use std::{
    collections::HashSet,
    sync::{Arc, Mutex, MutexGuard},
};

use uuid::Uuid;

/// Users with a checkout commit currently running in this process.
#[derive(Debug, Default)]
pub struct InFlightCheckouts {
    users: Mutex<HashSet<Uuid>>,
}

impl InFlightCheckouts {
    pub fn new() -> Self {
        Self::default()
    }

    /// Returns `None` if the user already has a commit in flight.
    pub fn try_acquire(self: &Arc<Self>, user_id: Uuid) -> Option<InFlightGuard> {
        if !self.lock().insert(user_id) {
            return None;
        }

        Some(InFlightGuard {
            registry: Arc::clone(self),
            user_id,
        })
    }

    pub fn is_in_flight(&self, user_id: Uuid) -> bool {
        self.lock().contains(&user_id)
    }

    fn lock(&self) -> MutexGuard<'_, HashSet<Uuid>> {
        // The set stays consistent even if a holder panicked.
        self.users
            .lock()
            .unwrap_or_else(|poisoned| poisoned.into_inner())
    }
}

/// Releases the user's slot on drop.
#[derive(Debug)]
pub struct InFlightGuard {
    registry: Arc<InFlightCheckouts>,
    user_id: Uuid,
}

impl Drop for InFlightGuard {
    fn drop(&mut self) {
        self.registry.lock().remove(&self.user_id);
    }
}

#[cfg(test)]
mod tests {
    use super::*;

    #[test]
    fn second_acquire_for_same_user_is_refused() {
        let registry = Arc::new(InFlightCheckouts::new());
        let user_id = Uuid::new_v4();

        let guard = registry.try_acquire(user_id);
        assert!(guard.is_some());
        assert!(registry.try_acquire(user_id).is_none());
        assert!(registry.try_acquire(Uuid::new_v4()).is_some());

        drop(guard);
        assert!(!registry.is_in_flight(user_id));
        assert!(registry.try_acquire(user_id).is_some());
    }
}
use anyhow::Result;
use async_trait::async_trait;
use diesel::{OptionalExtension, RunQueryDsl, prelude::*};
use std::sync::Arc;
use tokio::task;
use uuid::Uuid;

use crate::domain::{entities::plans::PlanEntity, repositories::plans::PlanRepository};
use crate::infra::db::postgres::{postgres_connection::PgPoolSquad, schema::subscription_plans};

pub struct PlanPostgres {
    db_pool: Arc<PgPoolSquad>,
}

impl PlanPostgres {
    pub fn new(db_pool: Arc<PgPoolSquad>) -> Self {
        Self { db_pool }
    }
}

#[async_trait]
impl PlanRepository for PlanPostgres {
    async fn find_active_by_id(&self, plan_id: Uuid) -> Result<Option<PlanEntity>> {
        let db_pool = Arc::clone(&self.db_pool);

        task::spawn_blocking(move || -> Result<Option<PlanEntity>> {
            let mut conn = db_pool.get()?;

            let plan = subscription_plans::table
                .filter(subscription_plans::id.eq(plan_id))
                .filter(subscription_plans::is_active.eq(true))
                .select(PlanEntity::as_select())
                .first::<PlanEntity>(&mut conn)
                .optional()?;

            Ok(plan)
        })
        .await?
    }

    async fn find_active_by_slug(&self, slug: &str) -> Result<Option<PlanEntity>> {
        let db_pool = Arc::clone(&self.db_pool);
        let slug = slug.to_string();

        task::spawn_blocking(move || -> Result<Option<PlanEntity>> {
            let mut conn = db_pool.get()?;

            let plan = subscription_plans::table
                .filter(subscription_plans::slug.eq(slug))
                .filter(subscription_plans::is_active.eq(true))
                .select(PlanEntity::as_select())
                .first::<PlanEntity>(&mut conn)
                .optional()?;

            Ok(plan)
        })
        .await?
    }

    async fn list_active_plans(&self) -> Result<Vec<PlanEntity>> {
        let db_pool = Arc::clone(&self.db_pool);

        task::spawn_blocking(move || -> Result<Vec<PlanEntity>> {
            let mut conn = db_pool.get()?;

            let plans = subscription_plans::table
                .filter(subscription_plans::is_active.eq(true))
                .order((
                    subscription_plans::duration_days.asc(),
                    subscription_plans::price.asc(),
                ))
                .select(PlanEntity::as_select())
                .load::<PlanEntity>(&mut conn)?;

            Ok(plans)
        })
        .await?
    }
}
pub mod db;
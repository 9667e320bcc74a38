use chrono::{DateTime, Utc};
use diesel::prelude::*;
use uuid::Uuid;

use crate::infra::db::postgres::schema::subscriptions;

#[derive(Debug, Clone, PartialEq, Eq, Identifiable, Selectable, Queryable)]
#[diesel(table_name = subscriptions)]
pub struct SubscriptionEntity {
    pub id: Uuid,
    pub user_id: Uuid,
    pub plan_id: Uuid,
    pub plan_type: String,
    pub status: String,
    pub start_date: DateTime<Utc>,
    pub end_date: DateTime<Utc>,
    pub price: i64,
    pub currency: String,
    pub payment_method: String,
    pub created_at: DateTime<Utc>,
    pub updated_at: DateTime<Utc>,
}

#[derive(Debug, Clone, PartialEq, Eq, Insertable)]
#[diesel(table_name = subscriptions)]
pub struct InsertSubscriptionEntity {
    pub user_id: Uuid,
    pub plan_id: Uuid,
    pub plan_type: String,
    pub status: String,
    pub start_date: DateTime<Utc>,
    pub end_date: DateTime<Utc>,
    pub price: i64,
    pub currency: String,
    pub payment_method: String,
}
impl<S, Pay, C, G> PaymentCallbackUseCase<S, Pay, C, G>
where
    S: SubscriptionRepository + Send + Sync + 'static,
    Pay: PaymentRepository + Send + Sync + 'static,
    C: CouponValidator + Send + Sync + 'static,
    G: PaymentGateway + Send + Sync + 'static,
{
    pub fn new(
        subscription_repo: Arc<S>,
        payment_repo: Arc<Pay>,
        coupon_validator: Arc<C>,
        gateway: Arc<G>,
        pages: ResultPages,
    ) -> Self {
        Self {
            subscription_repo,
            payment_repo,
            coupon_validator,
            gateway,
            pages,
        }
    }

    /// Applies a gateway callback. Safe to call any number of times for the same transaction.
    pub async fn reconcile(&self, params: &HashMap<String, String>) -> ReconcileOutcome {
        let verdict = match self.gateway.process_callback(params).await {
            Ok(verdict) => verdict,
            Err(err) => {
                error!(error = ?err, "payment_callback: gateway could not process callback");
                return self.failed(VERIFICATION_UNAVAILABLE);
            }
        };

        let payment = match (verdict.success, verdict.payment) {
            (true, Some(payment)) => payment,
            (true, None) => {
                warn!("payment_callback: success verdict without a payment");
                return self.failed(VERIFICATION_UNAVAILABLE);
            }
            (false, payment) => {
                info!(
                    payment_id = ?payment.as_ref().map(|payment| payment.id),
                    reason = %verdict.message,
                    "payment_callback: payment not successful"
                );
                return self.failed(&verdict.message);
            }
        };

        match self
            .subscription_repo
            .activate_if_pending(payment.subscription_id)
            .await
        {
            Ok(true) => {
                info!(
                    payment_id = %payment.id,
                    subscription_id = %payment.subscription_id,
                    reference = ?verdict.reference,
                    "payment_callback: subscription activated"
                );

                let metadata = PaymentMetadata::from_value(&payment.payment_metadata);
                if let Some(offer) = metadata.offer.as_ref() {
                    record_coupon_redemption(
                        self.coupon_validator.as_ref(),
                        offer,
                        payment.subscription_id,
                    )
                    .await;
                }
            }
            Ok(false) => info!(
                payment_id = %payment.id,
                subscription_id = %payment.subscription_id,
                "payment_callback: subscription already resolved; nothing to do"
            ),
            Err(err) => {
                error!(
                    payment_id = %payment.id,
                    subscription_id = %payment.subscription_id,
                    db_error = ?err,
                    "payment_callback: failed to activate subscription"
                );
                return self.failed(ACTIVATION_FAILED);
            }
        }

        ReconcileOutcome::Succeeded {
            payment_id: payment.id,
            redirect_url: with_query(
                &self.pages.success_url,
                &[("payment_id", &payment.id.to_string())],
            ),
        }
    }

    /// Result shown after a checkout. App checkouts with a completed payment get their deep link.
    pub async fn success_page(
        &self,
        payment_id: Option<Uuid>,
        subscription_id: Option<Uuid>,
    ) -> Result<SuccessPage, CallbackError> {
        match (payment_id, subscription_id) {
            (Some(payment_id), _) => self.payment_result(payment_id).await,
            (None, Some(subscription_id)) => {
                let subscription = self.load_subscription(subscription_id).await?;
                let Some(subscription) = subscription else {
                    return Err(CallbackError::NotFound);
                };

                Ok(SuccessPage::Summary(PaymentResultDto {
                    success: subscription.status == SubscriptionStatus::Active.as_str(),
                    payment: None,
                    subscription: Some(SubscriptionSummaryDto::from(subscription)),
                }))
            }
            (None, None) => Err(CallbackError::MissingReference),
        }
    }

    async fn payment_result(&self, payment_id: Uuid) -> Result<SuccessPage, CallbackError> {
        let payment = self
            .payment_repo
            .find_by_id(payment_id)
            .await
            .map_err(|err| {
                error!(%payment_id, db_error = ?err, "payment_callback: failed to load payment");
                CallbackError::Internal(err)
            })?
            .ok_or(CallbackError::NotFound)?;

        let completed = PaymentStatus::from_str(&payment.status) == Some(PaymentStatus::Completed);
        let metadata = PaymentMetadata::from_value(&payment.payment_metadata);

        if let (true, Some(scheme)) = (completed, metadata.app_return_scheme()) {
            let link = SuccessDeepLink {
                scheme,
                subscription_id: payment.subscription_id,
                amount: payment.amount,
                transaction_id: &payment.transaction_id,
                timestamp: payment.paid_at.unwrap_or_else(Utc::now),
                episode_id: metadata.episode_id.as_deref(),
            };
            return Ok(SuccessPage::DeepLink(link.to_url()));
        }

        let subscription = self.load_subscription(payment.subscription_id).await?;

        Ok(SuccessPage::Summary(PaymentResultDto {
            success: completed,
            payment: Some(PaymentSummaryDto::from(&payment)),
            subscription: subscription.map(SubscriptionSummaryDto::from),
        }))
    }

    async fn load_subscription(
        &self,
        subscription_id: Uuid,
    ) -> Result<Option<SubscriptionEntity>, CallbackError> {
        self.subscription_repo
            .find_by_id(subscription_id)
            .await
            .map_err(|err| {
                error!(%subscription_id, db_error = ?err, "payment_callback: failed to load subscription");
                CallbackError::Internal(err)
            })
    }

    fn failed(&self, message: &str) -> ReconcileOutcome {
        ReconcileOutcome::Failed {
            message: message.to_string(),
            redirect_url: with_query(&self.pages.failure_url, &[("message", message)]),
        }
    }
}
pub mod config_loader;
pub mod config_model;
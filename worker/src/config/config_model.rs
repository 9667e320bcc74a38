#[derive(Debug, Clone)]
pub struct DotEnvyConfig {
    pub worker_server: WorkerServer,
    pub database: Database,
    pub sweep: Sweep,
}

#[derive(Debug, Clone)]
pub struct WorkerServer {
    pub port: u16,
    pub body_limit: u64,
    pub timeout: u64,
}

#[derive(Debug, Clone)]
pub struct Database {
    pub url: String,
}

#[derive(Debug, Clone)]
pub struct Sweep {
    /// Pending checkouts older than this are abandoned.
    pub pending_ttl_minutes: i64,
    pub interval_seconds: u64,
    pub batch_limit: Option<i64>,
    /// Bearer token for the internal sweep route. The route answers 503 without it.
    pub internal_token: Option<String>,
}
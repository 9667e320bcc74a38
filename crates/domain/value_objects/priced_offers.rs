use serde::{Deserialize, Serialize};

use crate::domain::{entities::plans::PlanEntity, value_objects::coupons::CouponSummary};

/// Display currency for plans priced in toman.
pub const TOMAN: &str = "IRT";
/// The gateway only accepts rial.
pub const RIAL: &str = "IRR";
/// Fixed toman → rial multiplier.
pub const TOMAN_TO_RIAL: i64 = 10;

#[derive(Debug, Clone, Serialize, Deserialize, PartialEq, Eq)]
pub struct AppliedCoupon {
    pub code: String,
    pub discount_amount: i64,
    pub coupon: CouponSummary,
}

/// Server-computed price for a plan and optional coupon. Preview and commit both read from this.
#[derive(Debug, Clone, Serialize, Deserialize, PartialEq, Eq)]
pub struct PricedOffer {
    pub plan_id: uuid::Uuid,
    pub plan_slug: String,
    pub base_price: i64,
    pub discount_percentage: i32,
    pub discounted_price: i64,
    pub coupon: Option<AppliedCoupon>,
    pub final_price: i64,
    pub display_currency: String,
    pub gateway_amount: i64,
    pub gateway_currency: String,
    pub conversion_multiplier: i64,
}

impl PricedOffer {
    pub fn is_free(&self) -> bool {
        self.gateway_amount == 0
    }

    pub fn coupon_code(&self) -> Option<&str> {
        self.coupon.as_ref().map(|coupon| coupon.code.as_str())
    }
}

/// `price - price * pct / 100`, with the percentage clamped to 0..=100.
pub fn apply_plan_discount(price: i64, discount_percentage: Option<i32>) -> i64 {
    let percentage = i64::from(discount_percentage.unwrap_or(0).clamp(0, 100));
    let price = price.max(0);
    price - price * percentage / 100
}

/// Returns `(amount, currency, multiplier)` in the gateway's currency.
pub fn convert_for_gateway(final_price: i64, display_currency: &str) -> (i64, String, i64) {
    if display_currency.eq_ignore_ascii_case(TOMAN) {
        (final_price * TOMAN_TO_RIAL, RIAL.to_string(), TOMAN_TO_RIAL)
    } else {
        (final_price, display_currency.to_string(), 1)
    }
}

/// Assembles an offer from a plan's discounted price and an optional coupon verdict.
/// Negative results are clamped to zero.
pub fn build_offer(plan: &PlanEntity, coupon: Option<AppliedCoupon>) -> PricedOffer {
    let discount_percentage = plan.discount_percentage.unwrap_or(0).clamp(0, 100);
    let discounted_price = apply_plan_discount(plan.price, plan.discount_percentage);
    let coupon_discount = coupon
        .as_ref()
        .map(|coupon| coupon.discount_amount.max(0))
        .unwrap_or(0);
    let final_price = (discounted_price - coupon_discount).max(0);
    let (gateway_amount, gateway_currency, conversion_multiplier) =
        convert_for_gateway(final_price, &plan.currency);

    PricedOffer {
        plan_id: plan.id,
        plan_slug: plan.slug.clone(),
        base_price: plan.price,
        discount_percentage,
        discounted_price,
        coupon,
        final_price,
        display_currency: plan.currency.clone(),
        gateway_amount,
        gateway_currency,
        conversion_multiplier,
    }
}
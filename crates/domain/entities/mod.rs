pub mod coupons;
pub mod payments;
pub mod plans;
pub mod subscriptions;
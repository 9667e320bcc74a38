pub mod checkout;
pub mod payments;
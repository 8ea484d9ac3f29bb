//! In-memory container backend.
//!
//! Implements [`ContainerManager`] over a simulated daemon that enforces the
//! same lifecycle rules podman does: duplicate names are rejected, starting a
//! running container or stopping a stopped one fails, removed ids are gone.
//! Useful for testing callers without a container daemon.

use crate::config::PullPolicy;
use crate::error::{CoreError, Result};
use crate::manager::ContainerManager;
use crate::types::{is_owned, ContainerId, ContainerInfo, ContainerSpec, ContainerState};
use async_trait::async_trait;
use chrono::{DateTime, Utc};
use std::collections::{BTreeMap, HashSet};
use tokio::sync::Mutex;
use uuid::Uuid;

#[derive(Debug, Clone)]
struct Record {
    id: ContainerId,
    name: String,
    image: String,
    labels: BTreeMap<String, String>,
    state: ContainerState,
    created: DateTime<Utc>,
}

impl Record {
    fn info(&self) -> ContainerInfo {
        ContainerInfo {
            id: self.id.clone(),
            name: self.name.clone(),
            image: self.image.clone(),
            state: self.state.clone(),
            labels: self.labels.clone(),
            created: Some(self.created),
        }
    }
}

#[derive(Debug, Default)]
struct Daemon {
    containers: Vec<Record>,
    local_images: HashSet<String>,
    registry: HashSet<String>,
    pulls: usize,
}

impl Daemon {
    fn find_mut(&mut self, key: &str) -> Result<&mut Record> {
        self.containers
            .iter_mut()
            .find(|c| c.id.as_str() == key || c.name == key)
            .ok_or_else(|| no_such_container(key))
    }

    fn insert(&mut self, spec: ContainerSpec) -> Result<ContainerId> {
        if self.containers.iter().any(|c| c.name == spec.name) {
            return Err(CoreError::Backend(format!(
                "the container name {:?} is already in use",
                spec.name
            )));
        }

        let id = ContainerId::from_string(format!(
            "{}{}",
            Uuid::new_v4().simple(),
            Uuid::new_v4().simple()
        ));
        self.containers.push(Record {
            id: id.clone(),
            name: spec.name,
            image: spec.image,
            labels: spec.labels,
            state: ContainerState::Created,
            created: Utc::now(),
        });
        Ok(id)
    }
}

fn no_such_container(key: &str) -> CoreError {
    CoreError::NotFound(format!("no container with name or ID {key:?} found"))
}

/// [`ContainerManager`] backed by process memory.
#[derive(Debug, Default)]
pub struct InMemoryManager {
    daemon: Mutex<Daemon>,
    pull_policy: PullPolicy,
}

impl InMemoryManager {
    /// Create an empty backend: no images, no containers, nothing pullable.
    pub fn new() -> Self {
        Self::default()
    }

    /// Seed an image into the local store.
    pub fn with_local_image(mut self, image: impl Into<String>) -> Self {
        self.daemon.get_mut().local_images.insert(image.into());
        self
    }

    /// Make an image pullable.
    pub fn with_registry_image(mut self, image: impl Into<String>) -> Self {
        self.daemon.get_mut().registry.insert(image.into());
        self
    }

    /// Set the pull policy.
    pub fn with_pull_policy(mut self, policy: PullPolicy) -> Self {
        self.pull_policy = policy;
        self
    }

    /// Add a container that pulpod did not create (no ownership label).
    pub async fn insert_foreign_container(
        &self,
        image: &str,
        name: &str,
    ) -> Result<ContainerId> {
        let spec = ContainerSpec {
            image: image.to_string(),
            name: name.to_string(),
            labels: BTreeMap::new(),
            command: vec!["/bin/sh".to_string()],
        };
        self.daemon.lock().await.insert(spec)
    }

    /// Number of pulls issued so far.
    pub async fn pull_count(&self) -> usize {
        self.daemon.lock().await.pulls
    }
}

#[async_trait]
impl ContainerManager for InMemoryManager {
    fn flavor(&self) -> &'static str {
        "memory"
    }

    fn pull_policy(&self) -> PullPolicy {
        self.pull_policy
    }

    async fn create_container(&self, image: &str, name: &str) -> Result<ContainerId> {
        self.prepare_image(image).await?;

        let mut daemon = self.daemon.lock().await;
        if !daemon.local_images.contains(image) {
            return Err(CoreError::NotFound(format!("{image}: image not known")));
        }

        let id = daemon.insert(ContainerSpec::owned(image, name))?;
        tracing::info!(%id, name, "Container created");
        Ok(id)
    }

    async fn start_container(&self, id: &str) -> Result<()> {
        let mut daemon = self.daemon.lock().await;
        let record = daemon.find_mut(id)?;
        if record.state == ContainerState::Running {
            return Err(CoreError::Backend(format!(
                "container {id} is already running"
            )));
        }
        record.state = ContainerState::Running;
        tracing::info!(id, "Container started");
        Ok(())
    }

    async fn stop_container(&self, id: &str) -> Result<()> {
        let mut daemon = self.daemon.lock().await;
        let record = daemon.find_mut(id)?;
        if record.state != ContainerState::Running {
            return Err(CoreError::Backend(format!(
                "container {id} is not running (state: {})",
                record.state
            )));
        }
        record.state = ContainerState::Stopped;
        tracing::info!(id, "Container stopped");
        Ok(())
    }

    async fn remove_container(&self, id: &str) -> Result<()> {
        let mut daemon = self.daemon.lock().await;
        let before = daemon.containers.len();
        daemon
            .containers
            .retain(|c| c.id.as_str() != id && c.name != id);
        if daemon.containers.len() == before {
            return Err(no_such_container(id));
        }
        tracing::info!(id, "Container removed");
        Ok(())
    }

    async fn pull_image(&self, image: &str) -> Result<()> {
        let mut daemon = self.daemon.lock().await;
        daemon.pulls += 1;
        if !daemon.registry.contains(image) {
            return Err(CoreError::Backend(format!(
                "pull image {image}: manifest unknown"
            )));
        }
        daemon.local_images.insert(image.to_string());
        tracing::info!(image, "Image pulled");
        Ok(())
    }

    async fn image_exists(&self, image: &str) -> Result<bool> {
        Ok(self.daemon.lock().await.local_images.contains(image))
    }

    async fn inspect_container(&self, id: &str) -> Result<ContainerInfo> {
        let mut daemon = self.daemon.lock().await;
        Ok(daemon.find_mut(id)?.info())
    }

    async fn list(&self) -> Result<Vec<String>> {
        let daemon = self.daemon.lock().await;
        Ok(daemon
            .containers
            .iter()
            .filter(|c| is_owned(&c.labels))
            .map(|c| c.name.clone())
            .collect())
    }

    async fn version(&self) -> Result<String> {
        Ok(format!("memory-{}", env!("CARGO_PKG_VERSION")))
    }
}
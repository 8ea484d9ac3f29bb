//! Backend selection.

use crate::config::BackendConfig;
use crate::error::{CoreError, Result};
use crate::manager::ContainerManager;
use crate::podman::PodmanManager;
use std::fmt;
use std::str::FromStr;
use std::sync::Arc;

/// Supported backend flavors.
#[derive(Debug, Clone, Copy, PartialEq, Eq)]
pub enum Flavor {
    /// Podman service over its libpod API
    Podman,
}

impl Flavor {
    /// Configuration name of this flavor.
    pub fn as_str(&self) -> &'static str {
        match self {
            Flavor::Podman => "podman",
        }
    }
}

impl FromStr for Flavor {
    type Err = CoreError;

    /// Parse a flavor name (case-insensitive).
    ///
    /// # Errors
    /// Returns [`CoreError::UnsupportedBackend`] for anything but a known flavor.
    fn from_str(s: &str) -> Result<Self> {
        match s.trim().to_lowercase().as_str() {
            "podman" => Ok(Flavor::Podman),
            _ => Err(CoreError::UnsupportedBackend(s.to_string())),
        }
    }
}

impl fmt::Display for Flavor {
    fn fmt(&self, f: &mut fmt::Formatter<'_>) -> fmt::Result {
        f.write_str(self.as_str())
    }
}

/// Build the container manager selected by `config.flavor`.
///
/// The flavor is checked before the socket is touched, so an unsupported
/// flavor is reported even when the socket is also wrong.
///
/// # Errors
/// [`CoreError::UnsupportedBackend`] for an unknown flavor, otherwise whatever
/// the backend's connect step returns. No manager is produced on error.
pub async fn select(config: &BackendConfig) -> Result<Arc<dyn ContainerManager>> {
    let flavor: Flavor = config.flavor.parse().map_err(|e| {
        tracing::error!(flavor = %config.flavor, "Unsupported container manager flavor");
        e
    })?;
    tracing::debug!(%flavor, socket = %config.socket, "Selecting container manager");

    match flavor {
        Flavor::Podman => Ok(Arc::new(PodmanManager::connect(config).await?)),
    }
}
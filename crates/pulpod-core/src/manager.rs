//! Container manager trait.

use crate::config::PullPolicy;
use crate::error::{CoreError, Result};
use crate::types::{ContainerId, ContainerInfo};
use async_trait::async_trait;

/// Capability set for driving containers through a backend daemon.
///
/// This abstraction allows different backends (podman, the in-memory test
/// backend) to be swapped without changing callers. Every operation is one
/// round trip to the daemon and returns the daemon's verdict unchanged: no
/// retries, no state reconciliation.
#[async_trait]
pub trait ContainerManager: Send + Sync {
    /// Short name of the backend flavor.
    fn flavor(&self) -> &'static str;

    /// Pull policy applied before each create.
    fn pull_policy(&self) -> PullPolicy;

    /// Create an idle container owned by pulpod.
    ///
    /// # Arguments
    /// * `image` - Image reference to run
    /// * `name` - Container name, unique within the daemon
    ///
    /// # Returns
    /// The daemon-assigned container ID.
    ///
    /// # Errors
    /// [`CoreError::NotFound`] if the image cannot be resolved,
    /// [`CoreError::Backend`] for any other rejection (e.g. duplicate name).
    async fn create_container(&self, image: &str, name: &str) -> Result<ContainerId>;

    /// Start a created or stopped container.
    ///
    /// # Errors
    /// [`CoreError::NotFound`] for an unknown id; [`CoreError::Backend`] if the
    /// daemon refuses, including when the container is already running.
    async fn start_container(&self, id: &str) -> Result<()>;

    /// Stop a running container.
    ///
    /// # Errors
    /// Same as [`ContainerManager::start_container`]; stopping a container
    /// that is not running is an error.
    async fn stop_container(&self, id: &str) -> Result<()>;

    /// Force-remove a container and everything depending on it.
    ///
    /// After success the id is gone; further operations on it fail with
    /// [`CoreError::NotFound`].
    async fn remove_container(&self, id: &str) -> Result<()>;

    /// Pull an image into the daemon's local store.
    ///
    /// # Errors
    /// [`CoreError::Backend`] wrapping any registry or daemon failure.
    async fn pull_image(&self, image: &str) -> Result<()>;

    /// Check whether an image is present in the daemon's local store.
    async fn image_exists(&self, image: &str) -> Result<bool>;

    /// Inspect a container by id or name.
    ///
    /// # Errors
    /// [`CoreError::NotFound`] for an unknown id.
    async fn inspect_container(&self, id: &str) -> Result<ContainerInfo>;

    /// List the names of pulpod-owned containers, running or not.
    ///
    /// Containers without the ownership label are never returned.
    async fn list(&self) -> Result<Vec<String>>;

    /// Version string reported by the daemon.
    async fn version(&self) -> Result<String>;

    /// Make `image` available according to the manager's pull policy.
    ///
    /// Backends call this at the start of [`ContainerManager::create_container`].
    ///
    /// # Errors
    /// With [`PullPolicy::Always`] a failed pull is returned as is. With
    /// [`PullPolicy::IfMissing`] a missing image that cannot be pulled is
    /// reported as [`CoreError::NotFound`].
    async fn prepare_image(&self, image: &str) -> Result<()> {
        match self.pull_policy() {
            PullPolicy::Never => Ok(()),
            PullPolicy::Always => self.pull_image(image).await,
            PullPolicy::IfMissing => {
                if self.image_exists(image).await? {
                    tracing::debug!(image, "Image present locally, skipping pull");
                    return Ok(());
                }

                self.pull_image(image).await.map_err(|e| match e {
                    CoreError::Backend(msg) => {
                        CoreError::NotFound(format!("image {image} is not available: {msg}"))
                    }
                    other => other,
                })
            }
        }
    }
}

======

* **YOUR GOAL**
Report how many lines of the entries hold the string "when". Provide the number alone.

* **ANSWER SECTION**
2